Po wejściu w życie rekomendacji zdolność kredytowa będzie mogła być liczona na maksymalnie 25 lat. Dzięki temu banki będą ponosiły mniejsze ryzyko dotyczące "złych kredytów". Rekomendacja ma chronić też kredytobiorców przed... nimi samymi i wchodzeniem w kredyt, którego nie będą w stanie spłacić.

- W porównaniu do popularnego kredytu na 30 lat wprowadzenie tych zapisów rekomendacji oznacza spadek zdolności kredytowej klienta o około 10 procent - ocenia Marcin Krasoń z działu analiz Open Finance.

Jeśli kredytobiorcy będą (na podstawie szacunku bankowców) w stanie spłacić kredyt w czasie 25 lat czas spłaty może być im rozłożony na dłuższy okres.

Istotna wskazówka z rekomendacji S dotyczy relacji wysokości raty do przychodów w przypadku kredytów walutowych. Inna rekomendacja - T mówi, iż łączna suma spłacanych co miesiąc rat kredytów nie powinna przekraczać 50 proc. dochodów w przypadku osób zarabiających nie więcej niż średnia krajowa i maksymalnie 65 proc. dochodów w przypadku osób o dochodach powyżej średniej (bez względu na walutę kredytu). Nowa rekomendacja S w przypadku kredytów walutowych zmniejsza ten limit do 42 procent. Uwzględniając obowiązującą wcześniej rekomendację T oznacza to spadek zdolności kredytowej o ok. 5 procent.
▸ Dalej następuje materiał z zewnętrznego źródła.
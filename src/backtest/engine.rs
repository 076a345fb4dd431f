//! Backtesting simulation engine.
//!
//! Replays trading days through a [`StrategySession`] wired to a
//! [`PaperBroker`]. Each day:
//! 1. screen, volumes and open prices are published (resting stops may trigger)
//! 2. `before_trading_start`
//! 3. `rebalance`, once `lookback_days` of closes exist
//! 4. stop reconciliation on days without a rebalance, when enabled
//! 5. close prices are published (resting stops may trigger)
//! 6. `end_of_day` flatten, when enabled
//! 7. closes are appended to the history and equity is recorded

use crate::backtest::data::{DataLoader, TradingDay};
use crate::backtest::metrics::{BacktestMetrics, EquityPoint};
use crate::backtest::BacktestConfig;
use crate::config::Config;
use crate::market::{Broker, InMemoryHistory, Instrument, PaperBroker, StaticUniverse};
use crate::solver::ClarabelOptimizer;
use crate::strategy::{RebalanceOutcome, StrategySession};
use crate::utils::decimal::to_f64;
use anyhow::{Context, Result};
use chrono::NaiveDate;
use rust_decimal::Decimal;
use serde::Serialize;
use std::collections::HashMap;
use std::sync::Arc;
use tracing::{debug, info};

/// Complete result of a backtest run.
#[derive(Debug, Clone, Serialize)]
pub struct BacktestResult {
    pub start: Option<NaiveDate>,
    pub end: Option<NaiveDate>,
    pub days: usize,
    pub rebalances: usize,
    pub skipped_cycles: usize,
    pub orders: usize,
    pub initial_balance: Decimal,
    pub final_equity: Decimal,
    pub metrics: BacktestMetrics,
    pub equity_curve: Vec<EquityPoint>,
}

impl BacktestResult {
    pub fn return_pct(&self) -> Decimal {
        self.metrics.total_return_pct
    }

    /// Export equity curve to CSV.
    pub fn equity_to_csv(&self, path: &str) -> Result<()> {
        use std::io::Write;
        let mut file = std::fs::File::create(path)
            .with_context(|| format!("Failed to create {path}"))?;
        writeln!(file, "date,equity,leverage,longs,shorts,drawdown")?;

        for point in &self.equity_curve {
            writeln!(
                file,
                "{},{},{},{},{},{}",
                point.date, point.equity, point.leverage, point.longs, point.shorts, point.drawdown,
            )?;
        }

        Ok(())
    }

    pub fn summary(&self) -> String {
        let period = match (self.start, self.end) {
            (Some(start), Some(end)) => format!("{start} to {end}"),
            _ => "no data".to_string(),
        };
        format!(
            "{}\n\nBacktest Period: {}\nDays: {}\nRebalances: {} (skipped {})\nOrders: {}\nFinal Equity: ${:.2}",
            self.metrics.summary(),
            period,
            self.days,
            self.rebalances,
            self.skipped_cycles,
            self.orders,
            self.final_equity,
        )
    }
}

/// The backtesting simulation engine.
pub struct BacktestEngine<D: DataLoader> {
    data_loader: D,
    config: Config,
    backtest_config: BacktestConfig,
    broker: Arc<PaperBroker>,
    history: Arc<InMemoryHistory>,
    universe: Arc<StaticUniverse>,
    session: StrategySession,

    equity_curve: Vec<EquityPoint>,
    peak_equity: Decimal,
    rebalances: usize,
    skipped_cycles: usize,
    orders: usize,
}

impl<D: DataLoader> BacktestEngine<D> {
    pub fn new(data_loader: D, config: Config, backtest_config: BacktestConfig) -> Self {
        let initial_balance = backtest_config.initial_balance;
        let broker = Arc::new(
            PaperBroker::new(initial_balance)
                .with_commission(backtest_config.commission)
                .with_slippage(backtest_config.slippage),
        );
        let history = Arc::new(InMemoryHistory::new());
        let universe = Arc::new(StaticUniverse::default());

        let session = StrategySession::new(
            config.clone(),
            broker.clone(),
            history.clone(),
            universe.clone(),
            Arc::new(ClarabelOptimizer::default()),
        );

        Self {
            data_loader,
            config,
            backtest_config,
            broker,
            history,
            universe,
            session,
            equity_curve: Vec::new(),
            peak_equity: initial_balance,
            rebalances: 0,
            skipped_cycles: 0,
            orders: 0,
        }
    }

    /// Run the backtest over every trading day in `[start, end]`.
    pub async fn run(&mut self, start: NaiveDate, end: NaiveDate) -> Result<BacktestResult> {
        info!(%start, %end, "Starting backtest");

        let days = self
            .data_loader
            .load_days(start, end)
            .context("Failed to load trading days")?;
        info!("Loaded {} trading days", days.len());

        for day in &days {
            self.step(day)
                .await
                .with_context(|| format!("Backtest failed on {}", day.date))?;
        }

        let initial_balance = self.backtest_config.initial_balance;
        let final_equity = self.broker.portfolio_value().await?;
        let metrics = BacktestMetrics::calculate(
            &self.equity_curve,
            initial_balance,
            self.broker.total_commission().await,
        );

        info!(
            %final_equity,
            return_pct = %metrics.total_return_pct.round_dp(2),
            rebalances = self.rebalances,
            skipped = self.skipped_cycles,
            orders = self.orders,
            "Backtest complete"
        );

        Ok(BacktestResult {
            start: days.first().map(|d| d.date),
            end: days.last().map(|d| d.date),
            days: days.len(),
            rebalances: self.rebalances,
            skipped_cycles: self.skipped_cycles,
            orders: self.orders,
            initial_balance,
            final_equity,
            metrics,
            equity_curve: self.equity_curve.clone(),
        })
    }

    /// Run one trading day.
    async fn step(&mut self, day: &TradingDay) -> Result<()> {
        self.universe.replace(day.screen()).await;
        self.broker.set_volumes(day.volumes()).await;
        let stopped_at_open = self.broker.set_prices(day.opens()).await;

        self.session.before_trading_start().await?;

        let mut stops_done = false;
        if self.history.len().await >= self.config.strategy.lookback_days {
            match self.session.rebalance().await? {
                RebalanceOutcome::Submitted(report) => {
                    self.rebalances += 1;
                    self.orders += report.execution.submitted.len();
                    if let Some(stops) = &report.stops {
                        self.orders += stops.placed.len();
                        stops_done = true;
                    }
                }
                RebalanceOutcome::Skipped(reason) => {
                    debug!(date = %day.date, ?reason, "Rebalance skipped");
                    self.skipped_cycles += 1;
                }
            }
        }

        if self.config.strategy.use_stop_loss && !stops_done {
            let stops = self.session.manage_stops().await?;
            self.orders += stops.placed.len();
        }

        let stopped_at_close = self.broker.set_prices(day.closes()).await;

        if let Some(flatten) = self.session.end_of_day().await? {
            self.orders += flatten.submitted.len();
        }

        let closes: HashMap<Instrument, f64> = day
            .bars
            .iter()
            .map(|b| (b.instrument.clone(), to_f64(b.close)))
            .collect();
        self.history.push_day(closes).await;

        let exposure = self.session.record_exposure().await?;
        let equity = exposure.portfolio_value;
        self.peak_equity = self.peak_equity.max(equity);
        if self.backtest_config.record_equity_curve {
            self.equity_curve.push(EquityPoint::new(
                day.date,
                equity,
                exposure.leverage,
                exposure.longs,
                exposure.shorts,
                self.peak_equity,
            ));
        }

        debug!(
            date = %day.date,
            %equity,
            stops_triggered = stopped_at_open.len() + stopped_at_close.len(),
            "Day complete"
        );

        Ok(())
    }
}
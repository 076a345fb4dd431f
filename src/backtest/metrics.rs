//! Performance metrics calculation for backtesting.

use crate::utils::decimal::{safe_div, to_f64};
use chrono::NaiveDate;
use rust_decimal::Decimal;
use rust_decimal_macros::dec;
use serde::{Deserialize, Serialize};

const TRADING_DAYS_PER_YEAR: f64 = 252.0;

/// A point on the equity curve, recorded after the close.
#[derive(Debug, Clone, Serialize, Deserialize)]
pub struct EquityPoint {
    pub date: NaiveDate,
    pub equity: Decimal,
    pub leverage: Decimal,
    pub longs: usize,
    pub shorts: usize,
    pub drawdown: Decimal,
}

impl EquityPoint {
    pub fn new(
        date: NaiveDate,
        equity: Decimal,
        leverage: Decimal,
        longs: usize,
        shorts: usize,
        peak_equity: Decimal,
    ) -> Self {
        let drawdown = if peak_equity > Decimal::ZERO {
            ((peak_equity - equity) / peak_equity).max(Decimal::ZERO)
        } else {
            Decimal::ZERO
        };

        Self {
            date,
            equity,
            leverage,
            longs,
            shorts,
            drawdown,
        }
    }
}

/// Summary statistics of one backtest.
#[derive(Debug, Clone, Serialize, Deserialize)]
pub struct BacktestMetrics {
    /// Final equity minus initial balance
    pub total_return: Decimal,
    pub total_return_pct: Decimal,
    /// Largest peak-to-trough loss as a fraction of the peak
    pub max_drawdown: Decimal,
    /// Annualized standard deviation of daily returns
    pub volatility: f64,
    /// Annualized, zero risk-free rate
    pub sharpe_ratio: f64,
    pub total_commission: Decimal,
    pub average_leverage: Decimal,
}

impl BacktestMetrics {
    pub fn calculate(
        equity_curve: &[EquityPoint],
        initial_balance: Decimal,
        total_commission: Decimal,
    ) -> Self {
        let Some(last) = equity_curve.last() else {
            return Self::empty();
        };

        let total_return = last.equity - initial_balance;
        let total_return_pct = safe_div(total_return, initial_balance) * dec!(100);

        let max_drawdown = equity_curve
            .iter()
            .map(|p| p.drawdown)
            .max()
            .unwrap_or_default();

        let returns = daily_returns(initial_balance, equity_curve);
        let (mean, std) = mean_std(&returns);
        let volatility = std * TRADING_DAYS_PER_YEAR.sqrt();
        let sharpe_ratio = if std > 0.0 {
            mean / std * TRADING_DAYS_PER_YEAR.sqrt()
        } else {
            0.0
        };

        let leverage_sum: Decimal = equity_curve.iter().map(|p| p.leverage).sum();
        let average_leverage = leverage_sum / Decimal::from(equity_curve.len());

        Self {
            total_return,
            total_return_pct,
            max_drawdown,
            volatility,
            sharpe_ratio,
            total_commission,
            average_leverage,
        }
    }

    pub fn empty() -> Self {
        Self {
            total_return: Decimal::ZERO,
            total_return_pct: Decimal::ZERO,
            max_drawdown: Decimal::ZERO,
            volatility: 0.0,
            sharpe_ratio: 0.0,
            total_commission: Decimal::ZERO,
            average_leverage: Decimal::ZERO,
        }
    }

    /// Format metrics as a summary string.
    pub fn summary(&self) -> String {
        format!(
            r#"═══════════════════════════════════════════════
BACKTEST RESULTS
═══════════════════════════════════════════════
RETURNS
  Total Return:      ${:.2} ({:.2}%)

RISK
  Max Drawdown:      {:.2}%
  Volatility:        {:.2}%
  Sharpe Ratio:      {:.3}

ACTIVITY
  Commission Paid:   ${:.2}
  Avg Leverage:      {:.3}
═══════════════════════════════════════════════"#,
            self.total_return,
            self.total_return_pct,
            self.max_drawdown * dec!(100),
            self.volatility * 100.0,
            self.sharpe_ratio,
            self.total_commission,
            self.average_leverage,
        )
    }
}

fn daily_returns(initial_balance: Decimal, curve: &[EquityPoint]) -> Vec<f64> {
    let mut previous = initial_balance;
    let mut returns = Vec::with_capacity(curve.len());
    for point in curve {
        if previous > Decimal::ZERO {
            returns.push(to_f64((point.equity - previous) / previous));
        }
        previous = point.equity;
    }
    returns
}

fn mean_std(values: &[f64]) -> (f64, f64) {
    if values.len() < 2 {
        return (values.first().copied().unwrap_or(0.0), 0.0);
    }
    let n = values.len() as f64;
    let mean = values.iter().sum::<f64>() / n;
    let variance = values.iter().map(|v| (v - mean).powi(2)).sum::<f64>() / (n - 1.0);
    (mean, variance.sqrt())
}

#[cfg(test)]
mod tests {
    use super::*;

    fn day(d: u32) -> NaiveDate {
        NaiveDate::from_ymd_opt(2024, 3, d).unwrap()
    }

    fn curve(equities: &[Decimal]) -> Vec<EquityPoint> {
        let mut peak = dec!(1000);
        equities
            .iter()
            .enumerate()
            .map(|(i, e)| {
                peak = peak.max(*e);
                EquityPoint::new(day(i as u32 + 1), *e, dec!(1), 2, 2, peak)
            })
            .collect()
    }

    #[test]
    fn test_drawdown_from_peak() {
        let point = EquityPoint::new(day(1), dec!(900), Decimal::ZERO, 0, 0, dec!(1000));
        assert_eq!(point.drawdown, dec!(0.1));
    }

    #[test]
    fn test_calculate() {
        let points = curve(&[dec!(1010), dec!(1050), dec!(945), dec!(1100)]);
        let metrics = BacktestMetrics::calculate(&points, dec!(1000), dec!(12));

        assert_eq!(metrics.total_return, dec!(100));
        assert_eq!(metrics.total_return_pct, dec!(10));
        assert_eq!(metrics.max_drawdown, dec!(0.1));
        assert_eq!(metrics.average_leverage, dec!(1));
        assert!(metrics.volatility > 0.0);
        assert!(metrics.sharpe_ratio > 0.0);
        assert!(metrics.summary().contains("Max Drawdown"));
    }

    #[test]
    fn test_flat_curve() {
        let points = curve(&[dec!(1000), dec!(1000)]);
        let metrics = BacktestMetrics::calculate(&points, dec!(1000), Decimal::ZERO);
        assert_eq!(metrics.total_return, Decimal::ZERO);
        assert_eq!(metrics.sharpe_ratio, 0.0);
    }

    #[test]
    fn test_empty_curve() {
        let metrics = BacktestMetrics::calculate(&[], dec!(1000), Decimal::ZERO);
        assert_eq!(metrics.total_return_pct, Decimal::ZERO);
    }
}
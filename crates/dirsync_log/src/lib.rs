//! `dirsync_log` v1:
//! Console log setup for the `dsync` binary.
//!
//! Library crates only emit `tracing` events; this crate owns the one
//! subscriber that turns them into progress lines on stdout.

use tracing::Level;

/// Console verbosity selected on the command line.
#[derive(Debug, Clone, Copy, PartialEq, Eq, Default)]
pub enum EnumLogVerbosity {
    /// Warnings and errors only.
    Quiet,
    /// Progress lines (`adding file: ...`) plus warnings.
    #[default]
    Normal,
    /// Everything, including per-level classification detail.
    Verbose,
}

impl EnumLogVerbosity {
    /// Resolve `-q` / `-v` flags. Quiet wins when both are set.
    pub fn from_flags(if_verbose: bool, if_quiet: bool) -> Self {
        match (if_verbose, if_quiet) {
            (_, true) => Self::Quiet,
            (true, false) => Self::Verbose,
            (false, false) => Self::Normal,
        }
    }

    /// Most detailed level still printed.
    pub fn max_level(self) -> Level {
        match self {
            Self::Quiet => Level::WARN,
            Self::Normal => Level::INFO,
            Self::Verbose => Level::DEBUG,
        }
    }
}

/// Error returned when the global subscriber cannot be installed.
#[derive(Debug, thiserror::Error)]
pub enum LogInitError {
    /// A global subscriber was already set, or installation failed.
    #[error("failed to install log subscriber: {0}")]
    Install(#[source] Box<dyn std::error::Error + Send + Sync + 'static>),
}

/// Install the process-wide stdout subscriber.
///
/// Normal and quiet output prints bare messages, so progress lines read as
/// `adding file: <path>`. Verbose output adds level and target.
pub fn init_logging(verbosity: EnumLogVerbosity) -> Result<(), LogInitError> {
    let if_verbose = verbosity == EnumLogVerbosity::Verbose;
    tracing_subscriber::fmt()
        .with_writer(std::io::stdout)
        .with_max_level(verbosity.max_level())
        .without_time()
        .with_ansi(false)
        .with_level(if_verbose)
        .with_target(if_verbose)
        .try_init()
        .map_err(LogInitError::Install)?;

    tracing::debug!("log verbosity: {verbosity:?}");
    Ok(())
}

#[cfg(test)]
mod tests {
    use tracing::Level;

    use super::{EnumLogVerbosity, LogInitError, init_logging};

    #[test]
    fn verbosity_from_flags() {
        assert_eq!(
            EnumLogVerbosity::from_flags(false, false),
            EnumLogVerbosity::Normal
        );
        assert_eq!(
            EnumLogVerbosity::from_flags(true, false),
            EnumLogVerbosity::Verbose
        );
        assert_eq!(
            EnumLogVerbosity::from_flags(true, true),
            EnumLogVerbosity::Quiet
        );
        assert_eq!(EnumLogVerbosity::default(), EnumLogVerbosity::Normal);
    }

    #[test]
    fn verbosity_maps_to_max_level() {
        assert_eq!(EnumLogVerbosity::Quiet.max_level(), Level::WARN);
        assert_eq!(EnumLogVerbosity::Normal.max_level(), Level::INFO);
        assert_eq!(EnumLogVerbosity::Verbose.max_level(), Level::DEBUG);
    }

    #[test]
    fn second_init_is_rejected() {
        // Only this test installs a subscriber in this process.
        let _ = init_logging(EnumLogVerbosity::Normal);
        tracing::info!("adding file: /tmp/x");

        let err = init_logging(EnumLogVerbosity::Verbose).expect_err("already installed");
        assert!(matches!(err, LogInitError::Install(_)));
        assert!(err.to_string().starts_with("failed to install log subscriber"));
    }
}
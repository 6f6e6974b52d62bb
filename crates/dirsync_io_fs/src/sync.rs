//! Tree reconciliation: diff driver plus the add / delete / update leaf operations.

use std::collections::HashSet;
use std::fs;
use std::path::Path;

use crate::compare::{
    EnumEntryKind, EnumUnresolvedCause, SpecDiffLevel, TypeDirListing, classify_level,
    inspect_entry, list_dir,
};
use crate::report::{ReportSync, ReportSyncBuilder};
use crate::spec::{EnumSyncActionKind, EnumSyncSymlinkStrategy, SpecSyncOptions, SyncTreeError};
use crate::util::{
    SpecIgnorePatterns, apply_metadata, copy_file_with_metadata, create_symbolic_link,
    is_permission_denied, move_entry, validate_sync_roots,
};

#[derive(Debug)]
struct SpecSyncContext {
    spec_sync_options: SpecSyncOptions,
    spec_ignore_pats: SpecIgnorePatterns,
    builder_sync_report: ReportSyncBuilder,
    /// `(dev, ino)` of the directories on the current descent path.
    set_active_dirs: HashSet<(u64, u64)>,
}

/// Outcome of pushing a source directory onto the descent path.
#[derive(Debug, Clone, Copy, PartialEq, Eq)]
enum EnumDirVisit {
    /// Identity not tracked (links not followed, or no inode numbers).
    Untracked,
    /// Pushed; popped again by `leave_dir`.
    Entered((u64, u64)),
    /// Already an ancestor of itself through a link.
    Loop,
}

impl SpecSyncContext {
    fn rule_symlink(&self) -> EnumSyncSymlinkStrategy {
        self.spec_sync_options.rule_symlink
    }

    fn if_dry_run(&self) -> bool {
        self.spec_sync_options.if_dry_run
    }

    fn skip_no_permission(&mut self, path: &Path) {
        tracing::warn!("no permission to sync: {}", path.display());
        self.builder_sync_report.add_error(
            path.to_path_buf(),
            format!("no permission to sync: {}", path.display()),
        );
        self.builder_sync_report.add_skipped();
    }

    fn skip_unknown_type(&mut self, path: &Path) {
        tracing::warn!("warning: file type unknown: {}", path.display());
        self.builder_sync_report
            .add_warning(format!("file type unknown: {}", path.display()));
        self.builder_sync_report.add_skipped();
    }

    /// Push a dereferenced directory onto the descent path.
    ///
    /// A directory reached twice through sibling routes is not a loop; only
    /// one that is its own ancestor is.
    fn enter_dir(&mut self, path_dir: &Path) -> EnumDirVisit {
        if self.rule_symlink() != EnumSyncSymlinkStrategy::Dereference {
            return EnumDirVisit::Untracked;
        }
        #[cfg(unix)]
        {
            use std::os::unix::fs::MetadataExt;

            if let Ok(stat_dir) = fs::metadata(path_dir) {
                let key_dir = (stat_dir.dev(), stat_dir.ino());
                if self.set_active_dirs.insert(key_dir) {
                    return EnumDirVisit::Entered(key_dir);
                }
                tracing::warn!("warning: symlink loop detected: {}", path_dir.display());
                self.builder_sync_report
                    .add_warning(format!("Symlink loop detected: {}", path_dir.display()));
                self.builder_sync_report.add_skipped();
                return EnumDirVisit::Loop;
            }
        }
        #[cfg(not(unix))]
        {
            let _ = path_dir;
        }
        EnumDirVisit::Untracked
    }

    fn leave_dir(&mut self, visit: EnumDirVisit) {
        if let EnumDirVisit::Entered(key_dir) = visit {
            self.set_active_dirs.remove(&key_dir);
        }
    }
}

/// Mirror `dir_source` onto `dir_destination`, relocating replaced and
/// destination-only entries under `dir_quarantine`.
///
/// This function performs:
/// 1. Precondition checks (overlap, source/destination kinds, leftover
///    quarantine, ignore patterns). Any failure returns before mutating.
/// 2. Creation of the destination root (skipped in dry-run).
/// 3. A depth-first walk: per level, source-only entries are added, then
///    destination-only entries are quarantined, then differing entries are
///    replaced, then common subdirectories are recursed into. Names are
///    handled in lexicographic order inside each group.
///
/// Permission failures on single entries are recorded in the report and the
/// walk continues. Other I/O failures abort with [`SyncTreeError`]; entries
/// reconciled before the failure stay reconciled.
///
/// The quarantine root is only created when something is moved into it.
pub fn sync_tree<P, Q, R>(
    dir_source: P,
    dir_destination: Q,
    dir_quarantine: R,
    spec_sync_options: SpecSyncOptions,
) -> Result<ReportSync, SyncTreeError>
where
    P: AsRef<Path>,
    Q: AsRef<Path>,
    R: AsRef<Path>,
{
    let path_dir_src = dir_source.as_ref();
    let path_dir_dst = dir_destination.as_ref();
    let path_dir_qua = dir_quarantine.as_ref();

    validate_sync_roots(path_dir_src, path_dir_dst, path_dir_qua)?;
    let spec_ignore_pats = SpecIgnorePatterns::from_raw(
        spec_sync_options.patterns_ignore.as_deref(),
        spec_sync_options.rule_pattern,
    )?
    .with_vcs_names(spec_sync_options.if_ignore_vcs);

    if !spec_sync_options.if_dry_run {
        fs::create_dir_all(path_dir_dst).map_err(|e| SyncTreeError::DestinationInitFailed {
            path: path_dir_dst.to_path_buf(),
            source: e,
        })?;
    }

    let if_dry_run = spec_sync_options.if_dry_run;
    let mut spec_sync_ctx = SpecSyncContext {
        spec_sync_options,
        spec_ignore_pats,
        builder_sync_report: ReportSyncBuilder::default(),
        set_active_dirs: HashSet::new(),
    };

    tracing::debug!(
        "sync {} -> {} (quarantine {}, dry_run={if_dry_run})",
        path_dir_src.display(),
        path_dir_dst.display(),
        path_dir_qua.display()
    );
    sync_dir(path_dir_src, path_dir_dst, path_dir_qua, &mut spec_sync_ctx)?;

    let report = spec_sync_ctx.builder_sync_report.build(if_dry_run);
    tracing::debug!("{report}");
    Ok(report)
}

/// List one side of a level; `None` when permission was denied.
fn list_level(
    path_dir: &Path,
    if_missing_ok: bool,
    spec_sync_ctx: &mut SpecSyncContext,
) -> Result<Option<TypeDirListing>, SyncTreeError> {
    match list_dir(path_dir, if_missing_ok) {
        Ok(v) => Ok(Some(v)),
        Err(e) if is_permission_denied(&e) => {
            spec_sync_ctx.skip_no_permission(path_dir);
            Ok(None)
        }
        Err(e) => Err(SyncTreeError::io("read directory", path_dir, e)),
    }
}

fn sync_dir(
    path_dir_src: &Path,
    path_dir_dst: &Path,
    path_dir_qua: &Path,
    spec_sync_ctx: &mut SpecSyncContext,
) -> Result<(), SyncTreeError> {
    let visit = spec_sync_ctx.enter_dir(path_dir_src);
    if visit == EnumDirVisit::Loop {
        return Ok(());
    }
    let res = sync_dir_entries(path_dir_src, path_dir_dst, path_dir_qua, spec_sync_ctx);
    spec_sync_ctx.leave_dir(visit);
    res
}

fn sync_dir_entries(
    path_dir_src: &Path,
    path_dir_dst: &Path,
    path_dir_qua: &Path,
    spec_sync_ctx: &mut SpecSyncContext,
) -> Result<(), SyncTreeError> {
    let Some(map_src) = list_level(path_dir_src, false, spec_sync_ctx)? else {
        return Ok(());
    };
    let if_missing_ok = spec_sync_ctx.if_dry_run();
    let Some(map_dst) = list_level(path_dir_dst, if_missing_ok, spec_sync_ctx)? else {
        return Ok(());
    };

    let spec_diff = classify_level(
        path_dir_src,
        &map_src,
        path_dir_dst,
        &map_dst,
        &spec_sync_ctx.spec_ignore_pats,
        spec_sync_ctx.rule_symlink(),
    );
    record_passive_entries(&spec_diff, spec_sync_ctx);

    for name in &spec_diff.l_src_only {
        add_path(&path_dir_src.join(name), &path_dir_dst.join(name), spec_sync_ctx)?;
    }
    for name in &spec_diff.l_dst_only {
        delete_path(&path_dir_dst.join(name), &path_dir_qua.join(name), spec_sync_ctx)?;
    }
    for name in &spec_diff.l_diff {
        update_path(
            &path_dir_src.join(name),
            &path_dir_dst.join(name),
            &path_dir_qua.join(name),
            spec_sync_ctx,
        )?;
    }
    for name in &spec_diff.l_common_dirs {
        sync_dir(
            &path_dir_src.join(name),
            &path_dir_dst.join(name),
            &path_dir_qua.join(name),
            spec_sync_ctx,
        )?;
    }
    Ok(())
}

/// Count the buckets that need no mutation and report unresolved entries.
fn record_passive_entries(spec_diff: &SpecDiffLevel, spec_sync_ctx: &mut SpecSyncContext) {
    let n_scanned = spec_diff.l_src_only.len()
        + spec_diff.l_dst_only.len()
        + spec_diff.l_diff.len()
        + spec_diff.l_common_dirs.len()
        + spec_diff.l_same.len()
        + spec_diff.l_skipped_links.len()
        + spec_diff.l_unresolved.len();
    let builder = &mut spec_sync_ctx.builder_sync_report;
    builder.add_counts(&["cnt_scanned"], n_scanned as u64);
    builder.add_counts(&["cnt_unchanged"], spec_diff.l_same.len() as u64);
    builder.add_counts(&["cnt_ignored"], spec_diff.l_ignored.len() as u64);
    builder.add_counts(&["cnt_skipped"], spec_diff.l_skipped_links.len() as u64);

    for spec_unresolved in &spec_diff.l_unresolved {
        match spec_unresolved.cause {
            EnumUnresolvedCause::NoPermission => {
                spec_sync_ctx.skip_no_permission(&spec_unresolved.path)
            }
            EnumUnresolvedCause::UnknownType => {
                spec_sync_ctx.skip_unknown_type(&spec_unresolved.path)
            }
            EnumUnresolvedCause::Io => {
                tracing::warn!(
                    "warning: cannot compare {}: {}",
                    spec_unresolved.path.display(),
                    spec_unresolved.message
                );
                spec_sync_ctx.builder_sync_report.add_warning(format!(
                    "Cannot compare {}: {}",
                    spec_unresolved.path.display(),
                    spec_unresolved.message
                ));
                spec_sync_ctx.builder_sync_report.add_skipped();
            }
        }
    }
}

////////////////////////////////////////////////////////////////////////////////
// #region LeafOperations

/// Materialize: create at `path_dst` what exists only at `path_src`.
fn add_path(
    path_src: &Path,
    path_dst: &Path,
    spec_sync_ctx: &mut SpecSyncContext,
) -> Result<(), SyncTreeError> {
    let stat_src = match inspect_entry(path_src, spec_sync_ctx.rule_symlink()) {
        Ok(v) => v,
        Err(e) if is_permission_denied(&e) => {
            spec_sync_ctx.skip_no_permission(path_src);
            return Ok(());
        }
        Err(e) => return Err(SyncTreeError::io("inspect", path_src, e)),
    };

    let kind_action = match stat_src.kind {
        EnumEntryKind::File | EnumEntryKind::Symlink => EnumSyncActionKind::AddFile,
        EnumEntryKind::Dir => EnumSyncActionKind::AddDir,
        EnumEntryKind::Other => {
            spec_sync_ctx.skip_unknown_type(path_src);
            return Ok(());
        }
    };

    tracing::info!("{}: {}", kind_action.label(), path_dst.display());
    if spec_sync_ctx.if_dry_run() {
        spec_sync_ctx
            .builder_sync_report
            .add_action(kind_action, path_dst.to_path_buf());
        return Ok(());
    }
    if materialize(path_src, path_dst, stat_src.kind, spec_sync_ctx)? {
        spec_sync_ctx
            .builder_sync_report
            .add_action(kind_action, path_dst.to_path_buf());
    }
    Ok(())
}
Oczywiście dotyczy to kredytów walutowych, których udzielanych jest w tej chwili coraz mniej i tylko osobom, które mają na tyle wysokie zarobki, aby "w razie czego" były w stanie udźwignąć straty związane z ryzykiem walutowym.

W rekomendacji S KNF zwrócił też uwagę, że w przypadku obliczania zdolności kredytowej dla osób, które kredyt hipoteczny spłacać będą jeszcze po przejściu na emeryturę, bank wziąć pod uwagę musi także prawdopodobną zmianę dochodów związaną z zakończeniem pracy zawodowej(nie określono w jak to obliczyć). To również może obniżyć docelową zdolność kredytową.

Kto zatem powinien pospieszyć się z zaciągnięciem kredytu, aby nie być rozczarowanym po 1 stycznia?

Przede wszystkim osoby, których zdolność kredytowa obliczana w kontekście konkretnej nieruchomości jest na granicy.

Także osoby, które mają odpowiednio długą historię spłaty kredytu złotowego i wysoką w porównaniu dzisiejszych realiów (powyżej 2 p.p.) marżę powinny pomyśleć o refinansowaniu go, bo dzięki temu można zaoszczędzić. Jednak refinansowanie kredytu to nic innego jak zaciągnięcie nowego kredytu. Jeśli nasze zarobki się zmieniły i jesteśmy blisko "granicy" nie ma na co czekać...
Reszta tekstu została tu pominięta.